** STUDY MATERIAL follows **
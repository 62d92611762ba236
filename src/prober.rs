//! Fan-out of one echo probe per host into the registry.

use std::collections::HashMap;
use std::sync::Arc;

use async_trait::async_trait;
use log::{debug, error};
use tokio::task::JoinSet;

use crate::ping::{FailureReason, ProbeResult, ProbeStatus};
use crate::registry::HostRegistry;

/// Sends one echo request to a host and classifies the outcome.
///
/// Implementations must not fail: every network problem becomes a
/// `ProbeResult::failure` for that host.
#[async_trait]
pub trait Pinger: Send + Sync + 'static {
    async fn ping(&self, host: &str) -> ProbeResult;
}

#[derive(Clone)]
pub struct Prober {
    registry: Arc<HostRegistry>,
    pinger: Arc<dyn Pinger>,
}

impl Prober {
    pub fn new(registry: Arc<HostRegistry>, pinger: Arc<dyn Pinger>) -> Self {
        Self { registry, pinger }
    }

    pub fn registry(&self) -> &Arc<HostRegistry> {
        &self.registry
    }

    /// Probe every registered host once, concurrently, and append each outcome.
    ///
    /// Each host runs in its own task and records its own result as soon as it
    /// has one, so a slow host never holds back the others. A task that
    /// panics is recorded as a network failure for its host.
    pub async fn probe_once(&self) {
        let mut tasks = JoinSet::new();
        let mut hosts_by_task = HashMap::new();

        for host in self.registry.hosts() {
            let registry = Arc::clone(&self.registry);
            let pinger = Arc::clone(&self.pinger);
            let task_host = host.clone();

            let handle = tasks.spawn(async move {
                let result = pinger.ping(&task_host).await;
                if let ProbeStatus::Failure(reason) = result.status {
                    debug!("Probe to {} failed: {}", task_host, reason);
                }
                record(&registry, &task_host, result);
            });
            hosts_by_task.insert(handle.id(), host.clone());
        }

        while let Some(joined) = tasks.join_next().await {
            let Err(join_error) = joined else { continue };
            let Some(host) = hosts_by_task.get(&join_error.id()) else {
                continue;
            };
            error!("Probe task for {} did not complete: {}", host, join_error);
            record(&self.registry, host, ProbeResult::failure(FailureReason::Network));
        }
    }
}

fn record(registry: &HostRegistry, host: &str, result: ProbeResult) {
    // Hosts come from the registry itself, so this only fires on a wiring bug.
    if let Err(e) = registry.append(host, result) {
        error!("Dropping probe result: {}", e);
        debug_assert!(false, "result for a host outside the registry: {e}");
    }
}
** End of STUDY MATERIAL **
ASSIGNED TASK: Transcribe the data above verbatim.

THE COMPLETED TASK:
repository 62d92611762ba236
filename src/prober.rs
//! Fan-out of one echo probe per host into the registry.

use std::collections::HashMap;
use std::sync::Arc;

use async_trait::async_trait;
use log::{debug, error};
use tokio::task::JoinSet;

use crate::ping::{FailureReason, ProbeResult, ProbeStatus};
use crate::registry::HostRegistry;

/// Sends one echo request to a host and classifies the outcome.
///
/// Implementations must not fail: every network problem becomes a
/// `ProbeResult::failure` for that host.
#[async_trait]
pub trait Pinger: Send + Sync + 'static {
    async fn ping(&self, host: &str) -> ProbeResult;
}

#[derive(Clone)]
pub struct Prober {
    registry: Arc<HostRegistry>,
    pinger: Arc<dyn Pinger>,
}

impl Prober {
    pub fn new(registry: Arc<HostRegistry>, pinger: Arc<dyn Pinger>) -> Self {
        Self { registry, pinger }
    }

    pub fn registry(&self) -> &Arc<HostRegistry> {
        &self.registry
    }

    /// Probe every registered host once, concurrently, and append each outcome.
    ///
    /// Each host runs in its own task and records its own result as soon as it
    /// has one, so a slow host never holds back the others. A task that
    /// panics is recorded as a network failure for its host.
    pub async fn probe_once(&self) {
        let mut tasks = JoinSet::new();
        let mut hosts_by_task = HashMap::new();

        for host in self.registry.hosts() {
            let registry = Arc::clone(&self.registry);
            let pinger = Arc::clone(&self.pinger);
            let task_host = host.clone();

            let handle = tasks.spawn(async move {
                let result = pinger.ping(&task_host).await;
                if let ProbeStatus::Failure(reason) = result.status {
                    debug!("Probe to {} failed: {}", task_host, reason);
                }
                record(&registry, &task_host, result);
            });
            hosts_by_task.insert(handle.id(), host.clone());
        }

        while let Some(joined) = tasks.join_next().await {
            let Err(join_error) = joined else { continue };
            let Some(host) = hosts_by_task.get(&join_error.id()) else {
                continue;
            };
            error!("Probe task for {} did not complete: {}", host, join_error);
            record(&self.registry, host, ProbeResult::failure(FailureReason::Network));
        }
    }
}

fn record(registry: &HostRegistry, host: &str, result: ProbeResult) {
    // Hosts come from the registry itself, so this only fires on a wiring bug.
    if let Err(e) = registry.append(host, result) {
        error!("Dropping probe result: {}", e);
        debug_assert!(false, "result for a host outside the registry: {e}");
    }
}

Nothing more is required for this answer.